What if I could cultivate those diamonds for profit and be a one-footed millionaire?
What if the wound found infection and traversed my bloodstream into my brain?
What if I stepped on glass and my infected brain could no longer operate correctly and urged me to set my bungalow on fire?
What if my extended family was inside when I did it?
What if I stepped on glass and the portion of the glass I stepped on was originally part of a clear root-beer bottle someone used in the transference of hate from an unsteady hand to a non-stop head?
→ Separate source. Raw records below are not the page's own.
//! Record and rate sources backed by local files.
//!
//! Each wallet's history is a JSON array of transaction records. The order
//! inside the file does not matter; histories are served newest first.

use crate::config::ConfigError;
use crate::config::file::RateEntry;
use async_trait::async_trait;
use rust_decimal::Decimal;
use std::collections::HashMap;
use std::path::PathBuf;
use tokio::sync::RwLock;
use txfeed_core::processors::{FetchError, RateError, RateResolver, RecordFetcher};
use txfeed_sdk::objects::{AssetCode, CurrencyCode, TransactionRecord, Wallet};

/// Serves wallet histories loaded from fixture files.
pub struct FixtureFetcher {
    histories: RwLock<HashMap<Wallet, Vec<TransactionRecord>>>,
}

impl FixtureFetcher {
    pub fn load(fixtures: &HashMap<Wallet, PathBuf>) -> Result<Self, ConfigError> {
        Ok(Self {
            histories: RwLock::new(load_histories(fixtures)?),
        })
    }

    /// Replace every history, e.g. after the fixture files changed.
    pub async fn reload(&self, fixtures: &HashMap<Wallet, PathBuf>) -> Result<(), ConfigError> {
        let histories = load_histories(fixtures)?;
        *self.histories.write().await = histories;
        Ok(())
    }
}

fn load_histories(
    fixtures: &HashMap<Wallet, PathBuf>,
) -> Result<HashMap<Wallet, Vec<TransactionRecord>>, ConfigError> {
    fixtures
        .iter()
        .map(|(wallet, path)| {
            let content = std::fs::read_to_string(path).map_err(|source| ConfigError::IoError {
                path: path.clone(),
                source,
            })?;
            let mut records: Vec<TransactionRecord> =
                serde_json::from_str(&content).map_err(|source| ConfigError::FixtureError {
                    path: path.clone(),
                    source,
                })?;
            records.sort_by(|a, b| {
                b.timestamp
                    .cmp(&a.timestamp)
                    .then_with(|| a.hash.cmp(&b.hash))
            });
            tracing::debug!(wallet = %wallet, count = records.len(), path = %path.display(), "Loaded fixture");
            Ok((wallet.clone(), records))
        })
        .collect()
}

#[async_trait]
impl RecordFetcher for FixtureFetcher {
    async fn fetch_records(
        &self,
        wallet: &Wallet,
        from_hash: Option<&str>,
        limit: usize,
    ) -> Result<Vec<TransactionRecord>, FetchError> {
        let histories = self.histories.read().await;
        let history = histories
            .get(wallet)
            .ok_or_else(|| FetchError::UnknownWallet(wallet.clone()))?;
        let start = match from_hash {
            Some(hash) => history
                .iter()
                .position(|record| record.hash == hash)
                .map(|position| position + 1)
                .ok_or_else(|| FetchError::Source(format!("unknown cursor {hash} for {wallet}")))?,
            None => 0,
        };
        Ok(history.iter().skip(start).take(limit).cloned().collect())
    }
}

/// Resolves rates from the `[[rates]]` table of the config file.
pub struct StaticRates {
    table: RwLock<HashMap<(AssetCode, CurrencyCode), Decimal>>,
}

impl StaticRates {
    pub fn new(entries: &[RateEntry]) -> Self {
        Self {
            table: RwLock::new(rate_table(entries)),
        }
    }

    pub async fn reload(&self, entries: &[RateEntry]) {
        *self.table.write().await = rate_table(entries);
    }
}

fn rate_table(entries: &[RateEntry]) -> HashMap<(AssetCode, CurrencyCode), Decimal> {
    entries
        .iter()
        .map(|entry| ((entry.asset.clone(), entry.currency.clone()), entry.value))
        .collect()
}

#[async_trait]
impl RateResolver for StaticRates {
    async fn resolve_rate(
        &self,
        asset: &AssetCode,
        currency: &CurrencyCode,
        timestamp: i64,
    ) -> Result<Decimal, RateError> {
        self.table
            .read()
            .await
            .get(&(asset.clone(), currency.clone()))
            .copied()
            .ok_or_else(|| RateError::Unavailable {
                asset: asset.clone(),
                currency: currency.clone(),
                timestamp,
            })
    }
}
//! Transport error types.

use serde::Deserialize;
use thiserror::Error;

use crate::cache::FetchError;

/// Result type alias for transport operations.
pub type Result<T> = std::result::Result<T, TransportError>;

/// One field-level rejection reported by the API.
#[derive(Debug, Clone, PartialEq, Eq, Deserialize)]
pub struct FieldError {
  /// Machine-readable error type, e.g. `ESTIMATE.NUMBER.IS.NOT.UNQIUE`
  #[serde(rename = "type", default)]
  pub kind: String,
  #[serde(default)]
  pub code: Option<i64>,
  #[serde(default)]
  pub message: Option<String>,
}

/// Errors that can occur while talking to the API.
#[derive(Error, Debug)]
pub enum TransportError {
  #[error("Server returned {status}: {message}")]
  Http { status: u16, message: String },

  #[error("Request rejected ({status}): {message}")]
  Validation {
    status: u16,
    message: String,
    errors: Vec<FieldError>,
  },

  #[error("Network error: {0}")]
  Network(String),

  #[error("Invalid response body: {0}")]
  Decode(String),

  #[error("Invalid request: {0}")]
  InvalidRequest(String),
}

impl TransportError {
  /// HTTP status of the failed response, if one was received.
  pub fn status(&self) -> Option<u16> {
    match self {
      Self::Http { status, .. } | Self::Validation { status, .. } => Some(*status),
      Self::Network(_) | Self::Decode(_) | Self::InvalidRequest(_) => None,
    }
  }

  /// Human-readable message, as the server phrased it where possible.
  pub fn message(&self) -> String {
    match self {
      Self::Http { message, .. } | Self::Validation { message, .. } => message.clone(),
      other => other.to_string(),
    }
  }

  /// Field-level errors of a validation failure.
  pub fn field_errors(&self) -> &[FieldError] {
    match self {
      Self::Validation { errors, .. } => errors,
      _ => &[],
    }
  }
}

impl From<reqwest::Error> for TransportError {
  fn from(e: reqwest::Error) -> Self {
    if e.is_decode() {
      Self::Decode(e.to_string())
    } else {
      Self::Network(e.to_string())
    }
  }
}

impl From<url::ParseError> for TransportError {
  fn from(e: url::ParseError) -> Self {
    Self::InvalidRequest(e.to_string())
  }
}

impl From<&TransportError> for FetchError {
  fn from(e: &TransportError) -> Self {
    FetchError::new(e.status(), e.message())
  }
}

impl From<TransportError> for FetchError {
  fn from(e: TransportError) -> Self {
    FetchError::from(&e)
  }
}

#[cfg(test)]
mod tests {
  use super::*;

  #[test]
  fn test_fetch_error_carries_status_and_message() {
    let err = TransportError::Http {
      status: 404,
      message: "Estimate not found".to_string(),
    };
    let fetch = FetchError::from(&err);
    assert_eq!(fetch.http_status, Some(404));
    assert_eq!(fetch.message, "Estimate not found");
  }

  #[test]
  fn test_network_error_has_no_status() {
    let fetch = FetchError::from(TransportError::Network("connection refused".to_string()));
    assert_eq!(fetch.http_status, None);
    assert_eq!(fetch.message, "Network error: connection refused");
  }
}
What if it the hand and head were mine?
What if I walked on glass and a mongrel tongued around my deep wound, drooling on my foot through the bandages, which turned soft pink, and the heeler’s teeth impaled my foot ten times over, amalgamating into a bacterial ecosystem of pebble-sized gashes, creating the first utopia?
What if I stepped on glass and the glass became me and I became the glass and I stabbed a motherfucker’s foot?
What if the sharp glass pried open up a portal to a primordial dimension made of space dirt and I let myself depart from this planet of nuclear smoke and induced floods?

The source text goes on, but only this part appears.